Overall, this blow was more severe than any large nation apart from Spain – and twice as big as the damage done to the US. It means Britain has both one of the world's highest death tolls and hardest-hit economies.

But recovery has already begun. The fall bottomed out in April, followed by modest growth in May and then an unprecedented 8.7pc monthly increase in June as the country got back to work in the first signs of a possible rapid "V-shaped" recovery. The start of the quarter was so bad that overall, the economy still finished the period more than a fifth smaller.

The peak-to-trough contraction was six times faster and four times deeper than during the financial crisis. It comes a day after separate ONS figures showed employment fell by the most for over a decade during the quarter, with many more cuts expected in coming months as the taxpayer-funded furlough scheme ends.

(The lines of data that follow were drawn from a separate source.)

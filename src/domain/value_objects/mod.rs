pub mod sale_price;
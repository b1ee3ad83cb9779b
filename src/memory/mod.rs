//! Memory system: three-layer fact hierarchy
//!
//! Layer 1 (Resource): immutable raw input kept for provenance.
//! Layer 2 (Category): self-organizing topic tree with summaries.
//! Layer 3 (MemoryItem): extracted facts with scores and supersede history.
//!
//! SemanticTriples optionally hang off items as normalized entity facts.

pub mod category;
pub mod item;
pub mod resource;
pub mod store;
pub mod triple;

pub use category::{Category, CategoryPath};
pub use item::{MemoryItem, MemoryItemBuilder, MemoryKind};
pub use resource::{ContentKind, Resource, ResourceBuilder};
pub use store::{EnsuredCategory, FactStore, StoreSnapshot, StoreStats};
pub use triple::{normalize_predicate, SemanticTriple};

Chancellor Rishi Sunak said: "Hundreds of thousands of people have already lost their jobs, and sadly in the coming months many more will.

"But while there are difficult choices to be made ahead, we will get through this, and I can assure people that nobody will be left without hope or opportunity."

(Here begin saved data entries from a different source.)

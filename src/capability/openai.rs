//! OpenAI-compatible completion and embedding provider
//!
//! Works against any endpoint that speaks `/chat/completions` and
//! `/embeddings` (OpenAI, OpenRouter, Ollama, vLLM). Retrying is left to
//! `CallPolicy`; this client only classifies failures: 429 and 5xx are
//! transient, other non-success statuses are permanent.

use super::{CompletionRequest, CompletionService, ContractKind, EmbeddingService};
use crate::config::ProviderConfig;
use crate::error::{Error, Result};
use async_trait::async_trait;
use reqwest::Client;
use serde::Deserialize;
use serde_json::{json, Value};

const SYSTEM_PROMPT: &str =
    "You maintain a long-term memory of facts about the user. Follow the output format exactly.";

/// Whether an HTTP status is worth retrying
pub fn is_retryable_status(status: u16) -> bool {
    status == 429 || (500..=599).contains(&status)
}

#[derive(Debug, Deserialize)]
struct ChatResponse {
    choices: Vec<ChatChoice>,
}

#[derive(Debug, Deserialize)]
struct ChatChoice {
    message: ChatMessage,
}

#[derive(Debug, Deserialize)]
struct ChatMessage {
    #[serde(default)]
    content: Option<String>,
}

#[derive(Debug, Deserialize)]
struct EmbeddingResponse {
    data: Vec<EmbeddingData>,
}

#[derive(Debug, Deserialize)]
struct EmbeddingData {
    #[serde(default)]
    index: usize,
    embedding: Vec<f32>,
}

/// HTTP client for an OpenAI-compatible API
pub struct OpenAiProvider {
    client: Client,
    base_url: String,
    api_key: Option<String>,
    chat_model: String,
    embedding_model: String,
    dimension: usize,
}

impl OpenAiProvider {
    pub fn new(config: &ProviderConfig) -> Self {
        Self {
            client: Client::new(),
            base_url: config.base_url.trim_end_matches('/').to_string(),
            api_key: config.resolve_api_key(),
            chat_model: config.chat_model.clone(),
            embedding_model: config.embedding_model.clone(),
            dimension: config.dimension,
        }
    }

    fn temperature(contract: ContractKind) -> f32 {
        match contract {
            ContractKind::Reasoning => 0.5,
            ContractKind::CategoryPath | ContractKind::Contradiction => 0.1,
            ContractKind::Prediction => 0.4,
            _ => 0.3,
        }
    }

    fn chat_body(&self, request: &CompletionRequest) -> Value {
        let mut body = json!({
            "model": self.chat_model,
            "messages": [
                {"role": "system", "content": SYSTEM_PROMPT},
                {"role": "user", "content": request.prompt},
            ],
            "temperature": Self::temperature(request.contract),
        });
        if request.response_schema.is_some() {
            body["response_format"] = json!({"type": "json_object"});
        }
        body
    }

    async fn post(&self, operation: &str, path: &str, body: &Value) -> Result<reqwest::Response> {
        let url = format!("{}{}", self.base_url, path);
        let mut builder = self.client.post(&url).json(body);
        if let Some(key) = &self.api_key {
            builder = builder.bearer_auth(key);
        }
        let response = builder.send().await?;

        let status = response.status();
        if !status.is_success() {
            let text = response.text().await.unwrap_or_default();
            let snippet: String = text.chars().take(200).collect();
            tracing::debug!(operation, status = status.as_u16(), "Provider returned an error");
            return Err(Error::capability(
                operation,
                format!("API error {}: {}", status.as_u16(), snippet),
                is_retryable_status(status.as_u16()),
            ));
        }
        Ok(response)
    }
}

#[async_trait]
impl CompletionService for OpenAiProvider {
    async fn complete(&self, request: &CompletionRequest) -> Result<String> {
        let body = self.chat_body(request);
        let operation = request.contract.as_str();
        let response: ChatResponse = self
            .post(operation, "/chat/completions", &body)
            .await?
            .json()
            .await?;
        response
            .choices
            .into_iter()
            .next()
            .and_then(|c| c.message.content)
            .ok_or_else(|| Error::capability(operation, "response had no content", true))
    }
}

#[async_trait]
impl EmbeddingService for OpenAiProvider {
    async fn embed(&self, text: &str) -> Result<Vec<f32>> {
        let mut vectors = self.embed_batch(&[text.to_string()]).await?;
        vectors
            .pop()
            .ok_or_else(|| Error::capability("embedding", "response had no vectors", true))
    }

    async fn embed_batch(&self, texts: &[String]) -> Result<Vec<Vec<f32>>> {
        let body = json!({
            "model": self.embedding_model,
            "input": texts,
        });
        let mut response: EmbeddingResponse = self
            .post("embedding", "/embeddings", &body)
            .await?
            .json()
            .await?;
        response.data.sort_by_key(|d| d.index);
        Ok(response.data.into_iter().map(|d| d.embedding).collect())
    }

    fn dimension(&self) -> usize {
        self.dimension
    }
}

#[cfg(test)]
mod tests {
    use super::*;

    #[test]
    fn test_retryable_statuses() {
        assert!(is_retryable_status(429));
        assert!(is_retryable_status(500));
        assert!(is_retryable_status(503));
        assert!(!is_retryable_status(400));
        assert!(!is_retryable_status(401));
        assert!(!is_retryable_status(404));
    }

    #[test]
    fn test_chat_body_requests_json_for_structured_contracts() {
        let provider = OpenAiProvider::new(&ProviderConfig {
            base_url: "http://localhost:11434/v1/".to_string(),
            ..ProviderConfig::default()
        });
        assert_eq!(provider.base_url, "http://localhost:11434/v1");

        let structured = CompletionRequest {
            contract: ContractKind::Extraction,
            prompt: "extract".to_string(),
            response_schema: Some(json!({"type": "object"})),
        };
        let body = provider.chat_body(&structured);
        assert_eq!(body["response_format"]["type"], "json_object");
        assert_eq!(body["messages"][1]["content"], "extract");

        let free = CompletionRequest {
            contract: ContractKind::Summarization,
            prompt: "summarize".to_string(),
            response_schema: None,
        };
        assert!(provider.chat_body(&free).get("response_format").is_none());
    }

    #[test]
    fn test_response_parsing() {
        let chat: ChatResponse = serde_json::from_str(
            r#"{"choices": [{"message": {"role": "assistant", "content": "{\"facts\": []}"}}]}"#,
        )
        .unwrap();
        assert_eq!(chat.choices[0].message.content.as_deref(), Some("{\"facts\": []}"));

        let mut embeddings: EmbeddingResponse = serde_json::from_str(
            r#"{"data": [{"index": 1, "embedding": [0.5]}, {"index": 0, "embedding": [0.25]}]}"#,
        )
        .unwrap();
        embeddings.data.sort_by_key(|d| d.index);
        assert_eq!(embeddings.data[0].embedding, vec![0.25]);
    }
}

Samuel Tombs, of Pantheon Macroeconomics, said poor performance was driven by the length of the lockdown in the second quarter. Some experts believe Britain could have been shut for a shorter time if action had been taken earlier, lessening the economic impact.

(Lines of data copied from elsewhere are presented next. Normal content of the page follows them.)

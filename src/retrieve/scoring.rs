//! Multi-signal scoring: relevance, recency and importance

use crate::config::ScoringConfig;
use crate::memory::MemoryItem;
use chrono::{DateTime, Utc};
use serde::Serialize;
use std::cmp::Ordering;

/// `decay ^ hours`, clamped to [0, 1]
pub fn recency(hours: f64, decay: f64) -> f32 {
    decay.powf(hours.max(0.0)).clamp(0.0, 1.0) as f32
}

/// A memory item with the signals that ranked it
#[derive(Debug, Clone, Serialize)]
pub struct ScoredItem {
    pub item: MemoryItem,
    pub relevance: f32,
    pub recency: f32,
    pub score: f32,
}

/// Weighted sum of the three signals
#[derive(Debug, Clone)]
pub struct Scorer {
    config: ScoringConfig,
}

impl Scorer {
    pub fn new(config: ScoringConfig) -> Self {
        Self { config }
    }

    pub fn score(&self, item: MemoryItem, relevance: f32, now: DateTime<Utc>) -> ScoredItem {
        let recency = recency(item.hours_since_access(now), self.config.recency_decay);
        let score = self.config.alpha_relevance * relevance
            + self.config.alpha_recency * recency
            + self.config.alpha_importance * item.importance;
        ScoredItem {
            item,
            relevance,
            recency,
            score,
        }
    }
}

/// Final ordering: score desc, then most recently accessed, then id
pub fn rank_order(a: &ScoredItem, b: &ScoredItem) -> Ordering {
    b.score
        .partial_cmp(&a.score)
        .unwrap_or(Ordering::Equal)
        .then(b.item.last_accessed.cmp(&a.item.last_accessed))
        .then(a.item.id.cmp(&b.item.id))
}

Mr Tombs added that the fall in GDP could also be attributed partly to the country's reliance on services, which include many jobs such as in retail and hospitality that cannot be done from home.

The labour market also depends heavily on working parents who had to stay home to look after children, another long-term disadvantage that could hold back the recovery in the third and fourth quarters.

Britain’s last three recessions
Britain’s last three recessions

Former Treasury minister Lord O’Neill said that Britain's relatively large service sector is is no excuse for policymakers not “thinking more carefully before deploying the blunt tool of a mass shutdown”.

He said: “It’s not as though our system-wide shutdown resulted in better health outcomes."

The UK's official Covid death toll stands at more than 41,000, the highest in Europe and fifth-biggest worldwide.

The hospitality industry was only allowed to reopen in July, so was particularly devastated between April and June with almost all outlets closed. Output in accommodation and food services was almost completely wiped out, falling 86.7pc.

Education was down more than a third, with almost as large a blow in several other major industries including administrative and support services, and transport and storage. Even human health and social activities shrank by more than one-quarter, despite a clamour for more health and care home staff to avoid disaster.

The high street was trashed with wholesale, retail and motor trades down by a fifth, although there was a recovery as the quarter ended and with more shops being allowed to open.

In June, retail output had recovered to just 6.3pc below its February level from a peak-to-trough fall of more than a third.

Manufacturing tumbled by just over a fifth, with almost every industry affected. The crash in car sales meaning output of transport equipment fell fastest, down by almost half.

In construction, output collapsed by a record 35pc in the quarter as building sites shut down to halt the spread of the virus. New private housing was hardest hit with output cut by more than half.

However, the industry is also recording a rapid bounceback. Monthly output in June surged by 23.5pc, a record, which leaves output down by just under one-quarter compared with February's level.

Despite the brutal collapse, there was a rapid pick-up as restrictions lifted.

Services experienced widespread growth at the end of the quarter driven by the wholesale and retail trade and vehicle repairs as lockdown restrictions eased, while the manufacturing and construction sectors revived as pent-up demand was unleashed and work recommenced under social-distancing rules.

James Smith, research director at the Resolution Foundation think-tank, said: “The rapid growth rates seen for some sectors... tell us more about the extent to which the lockdown damaged economic activity than it does about prospects for a rapid recovery in the coming months and years.”

ING’s James Smith said he expected a significant bounce in GDP in July when a wider range of service businesses reopened, but that it could take up to three years for the economy to regain its lost ground. The Bank of England assumes a full recovery by the end of next year.

Mr Smith also warned that the end of the Brexit transition period will create a new wave of costs for businesses – even if the Government reaches a trade deal with the EU – and that these are likely to hit industries that have not necessarily been the worst affected by Covid-19, spreading the pain further.